* Work task: Down to the last line, reproduce the data below exactly.

_ _ _ _ _

//! Staff workflows over the ledger and hold manager.

pub mod requests;
pub mod service;

pub use requests::{
    DepositRequest, PartnerTransferRequest, RejectDepositRequest, RejectWithdrawalRequest,
    WithdrawalHoldRequest, WithdrawalRequest, WithdrawalRequested,
};
pub use service::TransactionCoordinator;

_ _ _ _ _

* Exercise result:
//! Staff workflows over the ledger and hold manager.

pub mod requests;
pub mod service;

pub use requests::{
    DepositRequest, PartnerTransferRequest, RejectDepositRequest, RejectWithdrawalRequest,
    WithdrawalHoldRequest, WithdrawalRequest, WithdrawalRequested,
};
pub use service::TransactionCoordinator;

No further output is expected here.